Outside ACMI it was one great thrill ride. Moomba, people throwing themselves off bridges, ferris wheels, overstuffed soft toys and jam donuts. Inside studio 1 it was a more serious affair. I enjoyed the intro into manifestos by a proper academic - it was scholarly, engaging, detailed - before Paul Barclay (Big Ideas, RN) took to the stage with broadcaster and author Jeff Sparrow and early career researcher Max Halupka talking Political Activism. How much do we hear and how much do we see? I saw a very warm, smart and competent compere. Jeff Sparrow looked hungover, a tiny bit hostile and not impressed with his sparring parter: Max Halupka. It was like watching a wolf and a peacock. Sparrow was taking things back to the Enlightenment. Halupka was excited by politics in the age of Twitter.

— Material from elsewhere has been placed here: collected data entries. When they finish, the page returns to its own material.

//! Error types for the watcher adapter.

use std::path::PathBuf;
use thiserror::Error;

/// Errors that can occur while establishing or running a watch.
#[derive(Error, Debug)]
pub enum Error {
    /// Configuration error, raised at startup.
    #[error("Configuration error: {0}")]
    Config(String),

    /// A backend reported an event code that has no entry in its mapping table.
    #[error("Backend '{backend}' reported unmapped event code '{code}'")]
    UnmappedEventCode {
        /// Backend that produced the code.
        backend: String,
        /// The raw code.
        code: String,
    },

    /// The native watch could not be established.
    #[error("Failed to watch '{}': {message}", path.display())]
    Subscription {
        /// Path the watch was requested for.
        path: PathBuf,
        /// Backend message.
        message: String,
    },

    /// The backend failed after the watch was established.
    #[error("File watching error: {message}")]
    Watch {
        /// Backend message.
        message: String,
        /// Whether the watch can no longer deliver events.
        fatal: bool,
    },

    /// IO error.
    #[error("IO error: {0}")]
    Io(#[from] std::io::Error),
}

impl Error {
    /// Whether the native watch that produced this error is unusable afterwards.
    pub fn is_fatal(&self) -> bool {
        match self {
            Error::Subscription { .. } => true,
            Error::Watch { fatal, .. } => *fatal,
            Error::Config(_) | Error::UnmappedEventCode { .. } | Error::Io(_) => false,
        }
    }

    /// Wrap a notify failure that happened while attaching to `path`.
    pub(crate) fn subscription(path: impl Into<PathBuf>, err: notify::Error) -> Self {
        Error::Subscription {
            path: path.into(),
            message: err.to_string(),
        }
    }
}

/// Result type for watch operations.
pub type Result<T> = std::result::Result<T, Error>;

/// Convert notify errors to our error type.
impl From<notify::Error> for Error {
    fn from(err: notify::Error) -> Self {
        let fatal = matches!(
            err.kind,
            notify::ErrorKind::PathNotFound
                | notify::ErrorKind::WatchNotFound
                | notify::ErrorKind::MaxFilesWatch
        );
        Error::Watch {
            message: err.to_string(),
            fatal,
        }
    }
}
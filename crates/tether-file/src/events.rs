//! Payloads delivered on a file entity's notification channels.

use std::path::{Path, PathBuf};
use std::sync::atomic::{AtomicBool, Ordering};

/// Contents at the path changed, or were replaced in place.
#[derive(Debug, Clone, PartialEq, Eq)]
pub struct FileChanged {
    /// Path of the entity when the change was observed.
    pub path: PathBuf,
}

/// The entity followed a rename.
#[derive(Debug, Clone, PartialEq, Eq)]
pub struct FileRenamed {
    /// Path before the rename.
    pub old_path: PathBuf,
    /// Path the entity now refers to.
    pub new_path: PathBuf,
}

/// The file is gone and did not come back within the resurrection delay.
#[derive(Debug, Clone, PartialEq, Eq)]
pub struct FileDeleted {
    /// Path that no longer exists.
    pub path: PathBuf,
}

/// A watch backend failure.
///
/// Listeners acknowledge the error by calling [`handle`](Self::handle). An error no
/// listener acknowledged is escalated by the entity.
#[derive(Debug)]
pub struct WatchErrorEvent {
    path: PathBuf,
    error: tether_watch::Error,
    handled: AtomicBool,
}

impl WatchErrorEvent {
    pub(crate) fn new(path: PathBuf, error: tether_watch::Error) -> Self {
        Self {
            path,
            error,
            handled: AtomicBool::new(false),
        }
    }

    /// Path of the entity whose watch failed.
    pub fn path(&self) -> &Path {
        &self.path
    }

    /// The backend error.
    pub fn error(&self) -> &tether_watch::Error {
        &self.error
    }

    /// Acknowledge the error.
    pub fn handle(&self) {
        self.handled.store(true, Ordering::SeqCst);
    }

    /// Whether some listener acknowledged the error.
    pub fn is_handled(&self) -> bool {
        self.handled.load(Ordering::SeqCst)
    }
}

#[cfg(test)]
mod tests {
    use super::*;

    #[test]
    fn watch_error_acknowledgement() {
        let event = WatchErrorEvent::new(
            PathBuf::from("/tmp/a"),
            tether_watch::Error::Watch {
                message: "backend died".to_string(),
                fatal: true,
            },
        );
        assert!(!event.is_handled());
        assert!(event.error().is_fatal());

        event.handle();
        event.handle();
        assert!(event.is_handled());
        assert_eq!(event.path(), Path::new("/tmp/a"));
    }
}
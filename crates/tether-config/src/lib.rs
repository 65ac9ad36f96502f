//! # Tether Configuration Library
//!
//! Typed settings for the tether workspace: which watch backend to use, how native
//! event codes map onto the canonical event vocabulary, and how file entities behave
//! (resurrection delay, rename handling, read chunking, default encoding).
//!
//! ## Quick Start
//!
//! ```rust,no_run
//! use tether_config::ConfigLoader;
//!
//! #[tokio::main]
//! async fn main() -> Result<(), Box<dyn std::error::Error>> {
//!     let config = ConfigLoader::load_from_file("tether.toml").await?;
//!     println!("resurrection delay: {:?}", config.file.resurrection_delay());
//!     Ok(())
//! }
//! ```

#![warn(missing_docs)]
#![warn(clippy::all)]

mod config;
mod loader;

pub use config::*;
pub use loader::*;
//! Minimal directory handle used to materialize a file's ancestors.

use crate::error::Result;
use std::path::{Path, PathBuf};
use tracing::debug;

/// A directory on disk.
#[derive(Debug, Clone, PartialEq, Eq)]
pub struct Directory {
    path: PathBuf,
}

impl Directory {
    /// Create a handle. The directory need not exist.
    pub fn new(path: impl Into<PathBuf>) -> Self {
        Self { path: path.into() }
    }

    /// Path of the directory.
    pub fn path(&self) -> &Path {
        &self.path
    }

    /// Whether a directory exists at the path.
    pub async fn exists(&self) -> bool {
        tokio::fs::metadata(&self.path)
            .await
            .map(|meta| meta.is_dir())
            .unwrap_or(false)
    }

    /// Blocking variant of [`exists`](Self::exists).
    pub fn exists_sync(&self) -> bool {
        self.path.is_dir()
    }

    /// Create the directory and any missing ancestors.
    ///
    /// Returns `true` when something had to be created.
    pub async fn create(&self) -> Result<bool> {
        if self.exists().await {
            return Ok(false);
        }
        tokio::fs::create_dir_all(&self.path).await?;
        debug!("Created directory: {}", self.path.display());
        Ok(true)
    }

    /// Blocking variant of [`create`](Self::create).
    pub fn create_sync(&self) -> Result<bool> {
        if self.exists_sync() {
            return Ok(false);
        }
        std::fs::create_dir_all(&self.path)?;
        debug!("Created directory: {}", self.path.display());
        Ok(true)
    }
}

#[cfg(test)]
mod tests {
    use super::*;
    use tempfile::TempDir;

    #[tokio::test]
    async fn create_materializes_ancestors() {
        let temp_dir = TempDir::new().unwrap();
        let dir = Directory::new(temp_dir.path().join("a").join("b").join("c"));

        assert!(!dir.exists().await);
        assert!(dir.create().await.unwrap());
        assert!(dir.exists().await);
        assert!(!dir.create().await.unwrap());
    }

    #[test]
    fn create_sync_is_idempotent() {
        let temp_dir = TempDir::new().unwrap();
        let dir = Directory::new(temp_dir.path().join("nested"));

        assert!(dir.create_sync().unwrap());
        assert!(dir.exists_sync());
        assert!(!dir.create_sync().unwrap());
    }

    #[tokio::test]
    async fn regular_file_is_not_a_directory() {
        let temp_dir = TempDir::new().unwrap();
        let file = temp_dir.path().join("plain.txt");
        std::fs::write(&file, "x").unwrap();

        let dir = Directory::new(&file);
        assert!(!dir.exists().await);
        assert!(dir.create().await.is_err());
    }
}
//! Core traits for the watcher adapter.

use crate::{error::Result, events::WatchEvent, handle::WatchHandle};
use std::path::PathBuf;
use std::sync::Arc;

/// Receives canonical events, and any errors the backend hits after `watch` returned.
///
/// Sinks are invoked from backend threads and must not block.
pub type EventSink = Arc<dyn Fn(Result<WatchEvent>) + Send + Sync>;

/// The watch capability every backend provides.
///
/// Watching is single-path: a watch on a file reports events for that file, and a watch
/// on a directory reports events for its direct entries with the entry paths as the
/// backend reported them.
pub trait FileWatcher: Send + Sync {
    /// Get the backend type identifier.
    fn backend_type(&self) -> &'static str;

    /// Start watching `path`, delivering events to `sink`.
    ///
    /// Returns immediately. Attachment failures are delivered to the sink as
    /// [`Error::Subscription`](crate::Error::Subscription) and leave the returned handle
    /// closed.
    fn watch(&self, path: PathBuf, sink: EventSink) -> WatchHandle;
}
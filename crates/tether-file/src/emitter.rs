//! Notification channels and disposable registrations.

use parking_lot::Mutex;
use std::fmt;
use std::sync::atomic::{AtomicU64, Ordering};
use std::sync::Arc;

pub(crate) type Listener<T> = Arc<dyn Fn(&T) + Send + Sync>;

/// A multi-subscriber notification channel.
///
/// Listeners run on the emitting thread, outside the registry lock, so a listener may
/// register or dispose other listeners while it runs.
pub(crate) struct Emitter<T> {
    next_id: AtomicU64,
    listeners: Mutex<Vec<(u64, Listener<T>)>>,
}

impl<T> Emitter<T> {
    pub(crate) fn new() -> Self {
        Self {
            next_id: AtomicU64::new(1),
            listeners: Mutex::new(Vec::new()),
        }
    }

    pub(crate) fn add(&self, listener: Listener<T>) -> u64 {
        let id = self.next_id.fetch_add(1, Ordering::Relaxed);
        self.listeners.lock().push((id, listener));
        id
    }

    /// Returns `false` if the listener was already gone.
    pub(crate) fn remove(&self, id: u64) -> bool {
        let mut listeners = self.listeners.lock();
        let before = listeners.len();
        listeners.retain(|(existing, _)| *existing != id);
        listeners.len() != before
    }

    pub(crate) fn emit(&self, event: &T) -> usize {
        let snapshot: Vec<Listener<T>> = self
            .listeners
            .lock()
            .iter()
            .map(|(_, listener)| Arc::clone(listener))
            .collect();

        for listener in &snapshot {
            listener(event);
        }
        snapshot.len()
    }

    pub(crate) fn clear(&self) -> usize {
        let mut listeners = self.listeners.lock();
        let count = listeners.len();
        listeners.clear();
        count
    }

    #[cfg(test)]
    pub(crate) fn len(&self) -> usize {
        self.listeners.lock().len()
    }
}

type Release = Box<dyn FnOnce() + Send>;

/// A registration returned by the `on_did_*` methods.
///
/// Disposing (or dropping) the subscription removes the listener. Disposing twice is a
/// no-op.
#[must_use = "dropping a Subscription removes its listener immediately"]
pub struct Subscription {
    release: Mutex<Option<Release>>,
}

impl Subscription {
    pub(crate) fn new(release: impl FnOnce() + Send + 'static) -> Self {
        Self {
            release: Mutex::new(Some(Box::new(release))),
        }
    }

    /// Remove the listener.
    pub fn dispose(&self) {
        let release = self.release.lock().take();
        if let Some(release) = release {
            release();
        }
    }

    /// Whether [`dispose`](Self::dispose) has run.
    pub fn is_disposed(&self) -> bool {
        self.release.lock().is_none()
    }
}

impl Drop for Subscription {
    fn drop(&mut self) {
        self.dispose();
    }
}

impl fmt::Debug for Subscription {
    fn fmt(&self, f: &mut fmt::Formatter<'_>) -> fmt::Result {
        f.debug_struct("Subscription")
            .field("disposed", &self.is_disposed())
            .finish()
    }
}

#[cfg(test)]
mod tests {
    use super::*;
    use std::sync::atomic::AtomicUsize;

    #[test]
    fn emits_to_every_listener() {
        let emitter: Emitter<u32> = Emitter::new();
        let total = Arc::new(AtomicUsize::new(0));

        for _ in 0..3 {
            let total = Arc::clone(&total);
            emitter.add(Arc::new(move |value: &u32| {
                total.fetch_add(*value as usize, Ordering::SeqCst);
            }));
        }

        assert_eq!(emitter.emit(&2), 3);
        assert_eq!(total.load(Ordering::SeqCst), 6);
    }

    #[test]
    fn remove_reports_whether_listener_existed() {
        let emitter: Emitter<()> = Emitter::new();
        let id = emitter.add(Arc::new(|_: &()| {}));
        assert_eq!(emitter.len(), 1);
        assert!(emitter.remove(id));
        assert!(!emitter.remove(id));
        assert_eq!(emitter.emit(&()), 0);
    }

    #[test]
    fn listener_may_touch_registry_while_emitting() {
        let emitter: Arc<Emitter<()>> = Arc::new(Emitter::new());
        let inner = Arc::clone(&emitter);
        emitter.add(Arc::new(move |_: &()| {
            inner.add(Arc::new(|_: &()| {}));
        }));

        assert_eq!(emitter.emit(&()), 1);
        assert_eq!(emitter.len(), 2);
        assert_eq!(emitter.clear(), 2);
    }

    #[test]
    fn subscription_releases_once() {
        let released = Arc::new(AtomicUsize::new(0));
        let counter = Arc::clone(&released);
        let subscription = Subscription::new(move || {
            counter.fetch_add(1, Ordering::SeqCst);
        });

        assert!(!subscription.is_disposed());
        subscription.dispose();
        subscription.dispose();
        assert!(subscription.is_disposed());
        drop(subscription);
        assert_eq!(released.load(Ordering::SeqCst), 1);
    }

    #[test]
    fn dropping_subscription_releases() {
        let released = Arc::new(AtomicUsize::new(0));
        let counter = Arc::clone(&released);
        drop(Subscription::new(move || {
            counter.fetch_add(1, Ordering::SeqCst);
        }));
        assert_eq!(released.load(Ordering::SeqCst), 1);
    }
}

Next up was Professor Anne Marsh and Clementine Ford for a 30 minute bout on Feminism. This session was tricky for Barclay: the ghost of himself as a young man navigating second wave feminism, at a guess. Marsh was very sure of herself and clearly persuaded by the importance of universities in being the epicentre of good ideas (apparently gender politics is really influenced by Deluze's ideas on sexuality right now - though pretty sure he wrote about them forty years ago). I'll probably read about it in a watered down first person confessional story that is so popular in The Age sometime next year. Ford was less certain of herself. She may have been intimidated by the context and who can blame her. I read her writing regularly and I got a better sense of her project and method: call it like it is and then throw a spotlight on the misogynistic men that troll her.
Last up Amanda McKenzie (Climate Council, CEO) and Guy Abrahams (CLIMEART) took to the stage to discuss Environment and Sustainability. Away from the mucky bizness of men versus women, I felt like the room brighten. Sure, the planet and it's demise was at stake but Abrahams brought a very expressive pair of hands to explain how art could make a difference. McKenzie brought a sense of purpose. They steered the conversation to Paris and the Climate Talks. Both had been present for them. It was in their session and this moment that the Future Manifesto's event found momentum. Trading anecdotes of the Paris Metro, billboards and delegates from far-flung places sitting down to discuss the future of carbon emissions and targets they built something - a story that held hope for the future - together.